* [Try it]: Among the records, how many lines contain "keys"? Only the number is needed.
Start of Source material
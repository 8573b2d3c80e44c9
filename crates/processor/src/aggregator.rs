//! Team, developer and repository rollups over per-PR metrics

use std::collections::{BTreeMap, BTreeSet};

use chrono::{Duration, NaiveDate, Utc};
use common::duration::{as_hours_f64, format_duration};
use common::models::{ComplexityLevel, PrMetrics, TimeMetrics};
use common::rollups::{
    AggregationPeriod, Bottleneck, BottleneckKind, ComplexityStats, CycleTimeStats, DateRange,
    DeveloperMetrics, MetricsSummary, ProductivityMetrics, QualityStats, QualityTier,
    RepositoryMetrics, ReviewStats, Severity, SizeStats, TeamMetrics, TrendAnalysisResult,
};
use tracing::debug;

use crate::cycle_time::CycleTimeCalculator;
use crate::stats;

/// Comment count above which a PR falls in the low quality tier
const LOW_QUALITY_COMMENTS: i32 = 10;

/// Fixed thresholds for rollup bottleneck detection
#[derive(Debug, Clone)]
pub struct BottleneckThresholds {
    pub long_cycle_time: Duration,
    pub max_review_rounds: i32,
}

impl Default for BottleneckThresholds {
    fn default() -> Self {
        Self {
            long_cycle_time: Duration::days(7),
            max_review_rounds: 5,
        }
    }
}

#[derive(Default)]
pub struct MetricsAggregator {
    thresholds: BottleneckThresholds,
}

impl MetricsAggregator {
    pub fn new(thresholds: BottleneckThresholds) -> Self {
        Self { thresholds }
    }

    pub fn aggregate_team(&self, metrics: &[PrMetrics], period: AggregationPeriod) -> TeamMetrics {
        let all: Vec<&PrMetrics> = metrics.iter().collect();
        TeamMetrics {
            summary: self.summarize(&all, period),
        }
    }

    /// One rollup per author
    pub fn aggregate_developers(
        &self,
        metrics: &[PrMetrics],
        period: AggregationPeriod,
    ) -> BTreeMap<String, DeveloperMetrics> {
        group_by(metrics, |m| m.author.as_str())
            .into_iter()
            .map(|(developer, group)| {
                let summary = self.summarize(&group, period);
                let developer = developer.to_string();
                (developer.clone(), DeveloperMetrics { developer, summary })
            })
            .collect()
    }

    /// One rollup per repository, with its contributor list
    pub fn aggregate_repositories(
        &self,
        metrics: &[PrMetrics],
        period: AggregationPeriod,
    ) -> BTreeMap<String, RepositoryMetrics> {
        group_by(metrics, |m| m.repository.as_str())
            .into_iter()
            .map(|(repository, group)| {
                let contributors: BTreeSet<&str> = group.iter().map(|m| m.author.as_str()).collect();
                let summary = self.summarize(&group, period);
                let repository = repository.to_string();
                (
                    repository.clone(),
                    RepositoryMetrics {
                        repository,
                        contributors: contributors.into_iter().map(str::to_string).collect(),
                        summary,
                    },
                )
            })
            .collect()
    }

    /// The statistical pipeline shared by every rollup level
    pub fn summarize(&self, metrics: &[&PrMetrics], period: AggregationPeriod) -> MetricsSummary {
        let generated_at = Utc::now();
        if metrics.is_empty() {
            return MetricsSummary::empty(period, generated_at);
        }
        debug!("Summarizing {} PRs for {} period", metrics.len(), period);

        let date_range = date_range(metrics);
        MetricsSummary {
            period,
            total_prs: metrics.len(),
            date_range,
            generated_at,
            cycle_time_stats: cycle_time_stats(metrics),
            review_stats: review_stats(metrics),
            size_stats: size_stats(metrics),
            quality_stats: quality_stats(metrics),
            complexity_stats: complexity_stats(metrics),
            productivity: productivity(metrics, period, &date_range),
            trend_analysis: trends(metrics),
            bottlenecks: self.bottlenecks(metrics),
        }
    }

    /// Long cycle times first, then review rounds, then large PRs
    pub fn bottlenecks(&self, metrics: &[&PrMetrics]) -> Vec<Bottleneck> {
        let long_cycle = metrics.iter().filter_map(|m| {
            let cycle = m.time_metrics.total_cycle_time?;
            (cycle > self.thresholds.long_cycle_time).then(|| Bottleneck {
                kind: BottleneckKind::LongCycleTime,
                pr_id: m.pr_id.clone(),
                severity: Severity::High,
                description: format!("Cycle time of {}", format_duration(cycle)),
                value: as_hours_f64(cycle),
            })
        });

        let rounds = metrics.iter().filter_map(|m| {
            let rounds = m.quality_metrics.review_round_count;
            (rounds > self.thresholds.max_review_rounds).then(|| Bottleneck {
                kind: BottleneckKind::MultipleReviewRounds,
                pr_id: m.pr_id.clone(),
                severity: Severity::Medium,
                description: format!("{rounds} review rounds"),
                value: rounds as f64,
            })
        });

        let large = metrics.iter().filter(|m| m.is_large_pr()).map(|m| Bottleneck {
            kind: BottleneckKind::LargePr,
            pr_id: m.pr_id.clone(),
            severity: Severity::Medium,
            description: format!("Large PR ({} lines changed)", m.size_metrics.lines_changed),
            value: m.size_metrics.lines_changed as f64,
        });

        long_cycle.chain(rounds).chain(large).collect()
    }
}

fn group_by<'a>(
    metrics: &'a [PrMetrics],
    key: impl Fn(&'a PrMetrics) -> &'a str,
) -> BTreeMap<&'a str, Vec<&'a PrMetrics>> {
    metrics.iter().fold(BTreeMap::new(), |mut groups, m| {
        groups.entry(key(m)).or_insert_with(Vec::new).push(m);
        groups
    })
}

/// Earliest creation to latest of creation or merge
fn date_range(metrics: &[&PrMetrics]) -> DateRange {
    let start = metrics.iter().map(|m| m.created_at).min();
    let end = metrics
        .iter()
        .map(|m| m.merged_at.map_or(m.created_at, |merged| merged.max(m.created_at)))
        .max();
    match (start, end) {
        (Some(start), Some(end)) => DateRange { start, end },
        _ => DateRange::default(),
    }
}

fn ints(metrics: &[&PrMetrics], pick: fn(&PrMetrics) -> i64) -> Vec<i64> {
    metrics.iter().map(|m| pick(m)).collect()
}

fn cycle_time_stats(metrics: &[&PrMetrics]) -> CycleTimeStats {
    CycleTimeCalculator::default()
        .calculate_statistics(metrics.iter().copied())
        .stats
}

fn review_stats(metrics: &[&PrMetrics]) -> ReviewStats {
    let pass_rates: Vec<f64> = metrics
        .iter()
        .map(|m| m.quality_metrics.first_review_pass_rate)
        .collect();
    ReviewStats {
        comment_count: stats::int_stats(&ints(metrics, |m| {
            m.quality_metrics.review_comment_count as i64
        })),
        round_count: stats::int_stats(&ints(metrics, |m| {
            m.quality_metrics.review_round_count as i64
        })),
        reviewer_count: stats::int_stats(&ints(metrics, |m| m.quality_metrics.reviewer_count as i64)),
        first_review_pass_rate: stats::float_stats(&pass_rates),
    }
}

fn size_stats(metrics: &[&PrMetrics]) -> SizeStats {
    SizeStats {
        lines_added: stats::int_stats(&ints(metrics, |m| m.size_metrics.lines_added)),
        lines_deleted: stats::int_stats(&ints(metrics, |m| m.size_metrics.lines_deleted)),
        lines_changed: stats::int_stats(&ints(metrics, |m| m.size_metrics.lines_changed)),
        files_changed: stats::int_stats(&ints(metrics, |m| m.size_metrics.files_changed)),
        size_category_distribution: histogram(metrics.iter().map(|m| m.size_category)),
    }
}

fn quality_stats(metrics: &[&PrMetrics]) -> QualityStats {
    QualityStats {
        commit_count: stats::int_stats(&ints(metrics, |m| m.quality_metrics.commit_count as i64)),
        fixup_commit_count: stats::int_stats(&ints(metrics, |m| {
            m.quality_metrics.fixup_commit_count as i64
        })),
        approvals_received: stats::int_stats(&ints(metrics, |m| {
            m.quality_metrics.approvals_received as i64
        })),
        quality_distribution: histogram(metrics.iter().map(|m| quality_tier(m))),
    }
}

fn complexity_stats(metrics: &[&PrMetrics]) -> ComplexityStats {
    let scores: Vec<f64> = metrics.iter().map(|m| m.complexity_score).collect();
    ComplexityStats {
        complexity_score: stats::float_stats(&scores),
        complexity_distribution: histogram(
            scores.iter().map(|&s| ComplexityLevel::from_score(s)),
        ),
    }
}

pub fn quality_tier(metrics: &PrMetrics) -> QualityTier {
    if metrics.is_high_quality() {
        QualityTier::High
    } else if metrics.quality_metrics.review_comment_count > LOW_QUALITY_COMMENTS {
        QualityTier::Low
    } else {
        QualityTier::Medium
    }
}

fn histogram<K: Ord>(keys: impl Iterator<Item = K>) -> BTreeMap<K, usize> {
    keys.fold(BTreeMap::new(), |mut acc, k| {
        *acc.entry(k).or_insert(0) += 1;
        acc
    })
}

fn productivity(
    metrics: &[&PrMetrics],
    period: AggregationPeriod,
    range: &DateRange,
) -> ProductivityMetrics {
    let days = period
        .fixed_days()
        .map(|d| d as f64)
        .unwrap_or_else(|| as_hours_f64(range.span()) / 24.0)
        .max(1.0);
    let total_lines: i64 = metrics.iter().map(|m| m.size_metrics.lines_changed).sum();
    let count = metrics.len();

    ProductivityMetrics {
        prs_per_day: count as f64 / days,
        lines_per_day: total_lines as f64 / days,
        avg_pr_size: total_lines as f64 / count as f64,
        throughput: count,
    }
}

/// `first_review_pass_rate - comments / 10`, floored at zero
pub fn quality_score(metrics: &PrMetrics) -> f64 {
    let q = &metrics.quality_metrics;
    (q.first_review_pass_rate - q.review_comment_count as f64 / 10.0).max(0.0)
}

/// Daily averages in chronological order, fed through trend regression.
/// Days without a sample for a signal are left out of that signal's series.
fn trends(metrics: &[&PrMetrics]) -> TrendAnalysisResult {
    let by_day: BTreeMap<NaiveDate, Vec<&PrMetrics>> =
        metrics.iter().fold(BTreeMap::new(), |mut acc, m| {
            acc.entry(m.created_at.date_naive())
                .or_insert_with(Vec::new)
                .push(*m);
            acc
        });

    let cycle: Vec<f64> = by_day
        .values()
        .filter_map(|day| mean_hours(day, |t| t.total_cycle_time))
        .collect();
    let review: Vec<f64> = by_day
        .values()
        .filter_map(|day| mean_hours(day, |t| t.time_to_first_review))
        .collect();
    let quality: Vec<f64> = by_day
        .values()
        .map(|day| day.iter().map(|m| quality_score(m)).sum::<f64>() / day.len() as f64)
        .collect();

    TrendAnalysisResult {
        cycle_time_trend: stats::analyze_trend(&cycle),
        review_time_trend: stats::analyze_trend(&review),
        quality_trend: stats::analyze_trend(&quality),
    }
}

/// Mean of one duration signal over a day, in hours
fn mean_hours(day: &[&PrMetrics], pick: fn(&TimeMetrics) -> Option<Duration>) -> Option<f64> {
    let hours: Vec<f64> = day
        .iter()
        .filter_map(|m| pick(&m.time_metrics))
        .map(as_hours_f64)
        .collect();
    (!hours.is_empty()).then(|| hours.iter().sum::<f64>() / hours.len() as f64)
}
End of Source material
* [Written answer]: 2